POPE Francis sought to give new life to his efforts to help Syrian refugees when he visited the Greek island of Lesbos some two weeks ago, then brought back with him to the Vatican 12 Syrians in three families. The three families had fled Syria for Turkey, then set out for Greece across the Aegean Sea, and reached Lesbos where they found hundreds of other refugees all seeking to move on to central Europe.
Pope Francis was accompanied by Ecumenical Patriarch Bartholomew and Archbishop Ieronymos of Athens. The 13 from Lesbos brought to 20 the number of refugees now living in the Vatican – a small number indeed. But Vatican has fewer than 1,000 inhabitants and if the rest of Europe with its 300-million population would take in refugees in the same proportion as the Vatican, some six million would be able to find new lives in Europe.

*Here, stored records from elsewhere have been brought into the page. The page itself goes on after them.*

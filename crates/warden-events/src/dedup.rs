// crates/warden-events/src/dedup.rs
// ============================================================================
// Module: Idempotent Consumer Dedup Store
// Description: Pluggable storage for ProcessedEvent records keyed by
//              (subscriber, stream_message_id) (§3/§4.I).
// Dependencies: std::sync, warden-core
// ============================================================================

//! ## Overview
//! The dedup table is what makes at-least-once delivery look like
//! exactly-once to a handler: before dispatch, the consumer loop checks
//! whether `(subscriber, stream_message_id)` has already been recorded, and
//! skips (but still acks) if so. [`InMemoryDedupStore`] mirrors
//! `warden-approvals`'s mutex-guarded `HashMap` store shape; the durable
//! backend lives in `warden-store-sqlite`, implementing the same trait over
//! a table whose primary key is the same pair.

use std::collections::HashMap;
use std::sync::Mutex;

use thiserror::Error;
use warden_core::EventId;
use warden_core::EventType;
use warden_core::ParamMap;
use warden_core::SubscriberName;
use warden_core::Timestamp;

/// A record of one event having been durably processed by one subscriber.
#[derive(Debug, Clone, PartialEq, Eq)]
pub struct ProcessedEvent {
    /// Subscriber that processed the event.
    pub subscriber: SubscriberName,
    /// Broker-assigned delivery id this record dedups on.
    pub stream_message_id: u64,
    /// Audit identity of the event processed, for diagnostics only.
    pub event_id: EventId,
    /// Type of the event processed.
    pub event_type: EventType,
    /// When processing completed.
    pub processed_at: Timestamp,
    /// Handler-supplied diagnostic metadata.
    pub metadata: ParamMap,
}

/// Errors raised by a [`DedupStore`] implementation.
#[derive(Debug, Error)]
pub enum DedupError {
    /// The backing store failed.
    #[error("dedup store backend error: {0}")]
    Backend(String),
}

/// Pluggable storage contract for idempotent-consumer dedup records.
///
/// # Invariants
/// - Primary key is `(subscriber, stream_message_id)`; a second
///   `mark_processed` for an already-recorded key is a no-op, never an
///   error, so a redelivered-but-already-handled record cannot fail dedup.
pub trait DedupStore: Send + Sync {
    /// Returns whether `(subscriber, stream_message_id)` has already been
    /// recorded as processed.
    ///
    /// # Errors
    ///
    /// Returns [`DedupError::Backend`] on a backend failure.
    fn is_processed(&self, subscriber: &SubscriberName, stream_message_id: u64) -> Result<bool, DedupError>;

    /// Records `record` as processed, tolerating a duplicate insert for the
    /// same key.
    ///
    /// # Errors
    ///
    /// Returns [`DedupError::Backend`] on a backend failure.
    fn mark_processed(&self, record: ProcessedEvent) -> Result<(), DedupError>;
}

/// In-process [`DedupStore`] backed by a mutex-guarded `HashMap`.
#[derive(Debug, Default)]
pub struct InMemoryDedupStore {
    /// Processed records keyed by `(subscriber, stream_message_id)`.
    inner: Mutex<HashMap<(SubscriberName, u64), ProcessedEvent>>,
}

impl InMemoryDedupStore {
    /// Creates an empty store.
    #[must_use]
    pub fn new() -> Self {
        Self::default()
    }
}

impl DedupStore for InMemoryDedupStore {
    fn is_processed(&self, subscriber: &SubscriberName, stream_message_id: u64) -> Result<bool, DedupError> {
        let inner = self.inner.lock().map_err(|_| DedupError::Backend("lock poisoned".to_string()))?;
        Ok(inner.contains_key(&(subscriber.clone(), stream_message_id)))
    }

    fn mark_processed(&self, record: ProcessedEvent) -> Result<(), DedupError> {
        let mut inner = self.inner.lock().map_err(|_| DedupError::Backend("lock poisoned".to_string()))?;
        inner.entry((record.subscriber.clone(), record.stream_message_id)).or_insert(record);
        Ok(())
    }
}

#[cfg(test)]
#[allow(clippy::unwrap_used, reason = "test assertions")]
mod tests {
    use time::OffsetDateTime;

    use super::*;

    fn sample(subscriber: &str, stream_message_id: u64) -> ProcessedEvent {
        ProcessedEvent {
            subscriber: SubscriberName::new(subscriber),
            stream_message_id,
            event_id: EventId::generate("evt"),
            event_type: EventType::TaskStarted,
            processed_at: Timestamp::new(OffsetDateTime::from_unix_timestamp(1_000).unwrap()),
            metadata: ParamMap::new(),
        }
    }

    #[test]
    fn unknown_key_is_not_processed() {
        let store = InMemoryDedupStore::new();
        assert!(!store.is_processed(&SubscriberName::new("s1"), 1).unwrap());
    }

    #[test]
    fn marked_key_is_processed() {
        let store = InMemoryDedupStore::new();
        store.mark_processed(sample("s1", 1)).unwrap();
        assert!(store.is_processed(&SubscriberName::new("s1"), 1).unwrap());
    }

    #[test]
    fn duplicate_mark_is_tolerated() {
        let store = InMemoryDedupStore::new();
        store.mark_processed(sample("s1", 1)).unwrap();
        store.mark_processed(sample("s1", 1)).unwrap();
        assert!(store.is_processed(&SubscriberName::new("s1"), 1).unwrap());
    }

    #[test]
    fn distinct_subscribers_are_independent() {
        let store = InMemoryDedupStore::new();
        store.mark_processed(sample("s1", 1)).unwrap();
        assert!(!store.is_processed(&SubscriberName::new("s2"), 1).unwrap());
    }
}
// crates/warden-executor/src/lib.rs
// ============================================================================
// Crate: warden-executor
// Description: Topological DAG executor, node abstraction, and reference
//              nodes (§4.G, §4.H).
// ============================================================================

//! # warden-executor
//!
//! Runs a [`graph::GraphSpec`] to a [`result::GraphResult`] by deriving a
//! topological order from `depends_on` (standard Kahn's algorithm, see
//! [`toposort`]'s design note on the corrected direction), consulting an
//! optional `warden-governor` [`warden_governor::ExecutionGovernor`] before
//! every node, and dispatching to nodes resolved from a [`registry::NodeRegistry`].
//!
//! - [`graph`] — `GraphSpec`, `DagNode`, `Capability`.
//! - [`node`] — the `Node` trait, `ExecutionContext`, `NodeOutcome`, `NodeError`.
//! - [`toposort`] — the corrected Kahn's-algorithm topological sort.
//! - [`result`] — `DagResult`, `GraphResult`, `NodeStatus`, `GraphStatus`.
//! - [`registry`] — `NodeRegistry`, mapping `executor_class` to node factories.
//! - [`nodes`] — `EchoNode`, `FailingNode`, the in-tree reference nodes.
//! - [`executor`] — `DagExecutor`, the run loop itself.
//! - [`error`] — `ExecutorError`, pre-execution structural failures.

pub mod error;
pub mod executor;
pub mod graph;
pub mod node;
pub mod nodes;
pub mod registry;
pub mod result;
pub mod toposort;

pub use error::ExecutorError;
pub use executor::DagExecutor;
pub use executor::ExecutionOutcome;
pub use graph::Capability;
pub use graph::DagNode;
pub use graph::GraphSpec;
pub use node::ExecutionContext;
pub use node::Node;
pub use node::NodeError;
pub use node::NodeOutcome;
pub use nodes::EchoNode;
pub use nodes::FailingNode;
pub use registry::NodeFactory;
pub use registry::NodeRegistry;
pub use result::DagResult;
pub use result::GraphResult;
pub use result::GraphStatus;
pub use result::NodeStatus;
pub use toposort::TopoError;
pub use toposort::topological_order;
// crates/warden-gateway/src/gateway.rs
// ============================================================================
// Module: Gateway Orchestrator
// Description: Single entry point composing validator, ledger, diff-audit,
//              executor, and evidence into one governed run (§4.K).
// Dependencies: warden-approvals, warden-core, warden-evidence, warden-events,
//               warden-executor, warden-governor
// ============================================================================

//! ## Overview
//! [`GatewayOrchestrator::handle`] is the only place in this workspace that
//! calls every other component in one request. It follows §4.K exactly:
//!
//! 1. Accept `(tenant_id, graph_spec, ir?, approval_token?, execute)`.
//! 2. If IR governance is off for this call, skip straight to dry-run policy
//!    and execution.
//! 3. Validate the IR. `Reject` stops here; `Escalate` requires and consumes
//!    an approval token; `Pass` needs neither.
//! 4. Stamp the graph's nodes with the IR metadata the diff-audit gate needs.
//! 5. Run diff-audit; any mismatch stops here.
//! 6. Force `dry_run` when the caller asked for a dry run or this call's
//!    default is dry-run-only.
//! 7. Run the graph through a freshly built executor and (optional) governor.
//! 8. Build and persist the evidence pack, publish the run's audit events,
//!    and return the aggregate result.

use std::sync::Arc;

use warden_approvals::ApprovalLedger;
use warden_core::Clock;
use warden_core::Ir;
use warden_core::TenantId;
use warden_core::validate;
use warden_core::validator::ValidationStatus;
use warden_events::Envelope;
use warden_events::EventBroker;
use warden_evidence::EvidencePack;
use warden_evidence::EvidenceSink;
use warden_evidence::IrSummary;
use warden_evidence::build_pack;
use warden_executor::DagExecutor;
use warden_executor::GraphSpec;
use warden_executor::NodeRegistry;
use warden_governor::ExecutionGovernor;
use warden_governor::GovernorPolicy;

Unfortunately, the Pope’s continuing mission to help the refugees fleeing the fighting in Syria is going against increasing resistance among the countries of Europe. Last month, the European Union drew up an agreement with Turkey, under which Turkey agreed to take back the asylum seekers who had already reached Greece, in return for which the European Union promised to give Turkey 6 billion euros to help the 2.7 million Syrians now stuck in Turkey.
In effect, this will close the Aegean route and Syrian refugees will have to take other routes across the Mediterranean to reach Europe – Italy, Spain, Russia, and Finland. The three Syrian families that Pope Francis brought back with him to the Vatican were truly lucky that the Pope came when he did and gave them new life.
The long-range solution to the refugee crisis would be an end to the war in Syria. A partial ceasefire was reached last February between Syrian government forces and most of the rebel groups, but not with the extremist Islamic State and the al-Nustra Front. The United States has decided to send an additional 250 Special Forces troops to join the forces fighting these extremists. Meanwhile, peace negotiators have been meeting in Geneva with the assistance of the United Nations.
Thus, on so many fronts – in the battlefields of Syria and in the conference halls of Geneva – many nations are striving to resolve the Syrian problem. Pope Francis has chosen to concentrate his efforts on the human angle, on the people who are the ultimate victims of the fighting. “All refugees are children of God,” he said as he continued his appeal to the people of Christian Europe to take in and help the mostly Muslim refugees from Syria.